Create Value from IT Strategy
- After its implementation, software has to clearly and definitely indicate its ROI — both in tangible financial and intangible operational terms with regard to what we stated as distinct strategic goals: efficiency increases, cost savings and safety improvements.
- So, let's consolidate and summarize our thoughts on the role and influence of software in the maritime and offshore field.
- Perceive software as a special teamplayer
- Software is not a mere instrument. It can be your "quality-guard" helping you to maintain quality in your business processes by its distinct characteristics: exact, tireless and fast.
- Develop a readiness to trade comfort for quality
- Don't just argue that software must always adapt to and fulfill any requirement whatsoever. Recognize the potential quality gain in the fact that people may adapt to some extent to well set up software-supported processes.
- Create “testable” requirements
- If you boil down the requirements, make sure they are specific, measurable, attainable, relevant/realistic as well as timely/tangible. Like that they are testable and thus reveal the extent to which they are fulfilled.
- Strongly consider end-users
- Ask them what they think but also remind them that the software doesn't simply work for them but with them.
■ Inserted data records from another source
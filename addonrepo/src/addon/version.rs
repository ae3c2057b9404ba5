//! Add-on version tokens and their ordering.
//!
//! Versions are never compared as strings: `"1.10.0"` sorts before `"1.2.0"`
//! lexicographically but after it numerically. Every version is parsed
//! under a [`VersionScheme`] into an ordering key, and all comparisons go
//! through that key.

use std::cmp::Ordering;
use std::fmt;
use std::hash::{Hash, Hasher};
use std::str::FromStr;

use chrono::NaiveDate;
use semver::Version;
use serde::{Deserialize, Serialize};

/// How version tokens are parsed and ordered.
#[derive(Debug, Clone, Copy, Default, PartialEq, Eq, Hash, Serialize, Deserialize)]
#[serde(rename_all = "lowercase")]
pub enum VersionScheme {
    /// Semantic versioning 2.0 (`1.2.3`, `2.0.0-beta.1`).
    #[default]
    Semver,

    /// Calendar versions: `YYYY.MM.DD` with an optional `.N` build counter.
    Date,
}

impl VersionScheme {
    /// Scheme name as written in configuration and the manifest.
    pub fn name(&self) -> &'static str {
        match self {
            VersionScheme::Semver => "semver",
            VersionScheme::Date => "date",
        }
    }

    /// Parse a raw version token under this scheme.
    ///
    /// # Example
    ///
    /// ```
    /// use addonrepo::addon::VersionScheme;
    ///
    /// let older = VersionScheme::Semver.parse("1.2.0").unwrap();
    /// let newer = VersionScheme::Semver.parse("1.10.0").unwrap();
    /// assert!(older < newer);
    ///
    /// let day = VersionScheme::Date.parse("2024.03.01.2").unwrap();
    /// assert_eq!(day.as_str(), "2024.03.01.2");
    /// ```
    pub fn parse(&self, raw: &str) -> Result<AddonVersion, String> {
        let key = match self {
            VersionScheme::Semver => parse_semver(raw)?,
            VersionScheme::Date => parse_date_version(raw)?,
        };

        Ok(AddonVersion {
            raw: raw.to_string(),
            key,
        })
    }
}

impl fmt::Display for VersionScheme {
    fn fmt(&self, f: &mut fmt::Formatter<'_>) -> fmt::Result {
        f.write_str(self.name())
    }
}

impl FromStr for VersionScheme {
    type Err = String;

    fn from_str(s: &str) -> Result<Self, Self::Err> {
        match s.trim().to_lowercase().as_str() {
            "semver" => Ok(VersionScheme::Semver),
            "date" => Ok(VersionScheme::Date),
            other => Err(format!(
                "unknown version scheme '{}' (expected 'semver' or 'date')",
                other
            )),
        }
    }
}

/// Build metadata (`+...`) is rejected: it carries no precedence, so two
/// versions differing only there could not be ordered.
fn parse_semver(raw: &str) -> Result<VersionKey, String> {
    let version =
        Version::parse(raw).map_err(|e| format!("'{}' is not a semantic version: {}", raw, e))?;

    if !version.build.is_empty() {
        return Err(format!(
            "'{}' carries build metadata '+{}'; bump the version instead",
            raw, version.build
        ));
    }

    Ok(VersionKey::Semver(version))
}

/// Parsed ordering key.
///
/// Variants of different schemes never meet inside one repository; the
/// derived cross-variant order only keeps the ordering total.
#[derive(Debug, Clone, PartialEq, Eq, PartialOrd, Ord, Hash)]
enum VersionKey {
    Semver(Version),
    Date { date: NaiveDate, build: u32 },
}

fn parse_date_version(raw: &str) -> Result<VersionKey, String> {
    let invalid = |why: &str| {
        format!(
            "'{}' is not a date version (expected YYYY.MM.DD[.N]): {}",
            raw, why
        )
    };

    let parts: Vec<&str> = raw.split('.').collect();
    if parts.len() != 3 && parts.len() != 4 {
        return Err(invalid("wrong number of components"));
    }
    if parts
        .iter()
        .any(|p| p.is_empty() || !p.bytes().all(|b| b.is_ascii_digit()))
    {
        return Err(invalid("components must be decimal numbers"));
    }
    if parts[0].len() != 4 || parts[1].len() > 2 || parts[2].len() > 2 {
        return Err(invalid("year must have four digits, month and day at most two"));
    }

    let number = |s: &str| s.parse::<u32>().map_err(|e| invalid(&e.to_string()));
    let year = number(parts[0])? as i32;
    let month = number(parts[1])?;
    let day = number(parts[2])?;
    let build = match parts.get(3) {
        Some(n) => number(n)?,
        None => 0,
    };

    let date =
        NaiveDate::from_ymd_opt(year, month, day).ok_or_else(|| invalid("no such calendar date"))?;

    Ok(VersionKey::Date { date, build })
}

/// A version token together with its parsed ordering key.
///
/// Equality, hashing and ordering use the parsed key, so `2024.3.1` and
/// `2024.03.01` are the same version. The raw token is kept verbatim for
/// file names and display.
#[derive(Debug, Clone)]
pub struct AddonVersion {
    raw: String,
    key: VersionKey,
}

impl AddonVersion {
    /// The version exactly as declared.
    pub fn as_str(&self) -> &str {
        &self.raw
    }

    /// The scheme this version was parsed under.
    pub fn scheme(&self) -> VersionScheme {
        match self.key {
            VersionKey::Semver(_) => VersionScheme::Semver,
            VersionKey::Date { .. } => VersionScheme::Date,
        }
    }

    /// Whether this is a pre-release (semver only).
    pub fn is_prerelease(&self) -> bool {
        match &self.key {
            VersionKey::Semver(v) => !v.pre.is_empty(),
            VersionKey::Date { .. } => false,
        }
    }
}

impl PartialEq for AddonVersion {
    fn eq(&self, other: &Self) -> bool {
        self.key == other.key
    }
}

impl Eq for AddonVersion {}

impl Hash for AddonVersion {
    fn hash<H: Hasher>(&self, state: &mut H) {
        self.key.hash(state);
    }
}

impl PartialOrd for AddonVersion {
    fn partial_cmp(&self, other: &Self) -> Option<Ordering> {
        Some(self.cmp(other))
    }
}

impl Ord for AddonVersion {
    fn cmp(&self, other: &Self) -> Ordering {
        self.key.cmp(&other.key)
    }
}

impl fmt::Display for AddonVersion {
    fn fmt(&self, f: &mut fmt::Formatter<'_>) -> fmt::Result {
        f.write_str(&self.raw)
    }
}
- Guarantee top management support
- Implementation success is based on leadership, conceptualized thinking and realistic perspectives—all three being typical top management tasks.
- Insist on “hot” real-time demonstration
- As we already said, come up with well thought through use cases that you want to have demonstrated on a live production system. If it's not existing yet and going to be tailor-made for you then ask for sharing the cost with the software service provider.
- Know your software service provider's project manager assigned to you as their customer.
- He's not just a supporter, he's your strategic partner and the linking pin between your implementation success and the software service provider you pay money to.
Final Statement
Ladies and Gentlemen, implementing management support software is as challenging as it is reasonable. A lot of it has to do with leadership and systematic and abundant thinking — and although management support software is not everything in your company, it strives to be as nourishing as the set of motivated and skilled employees it's supposed to support.
We thank you for your attention.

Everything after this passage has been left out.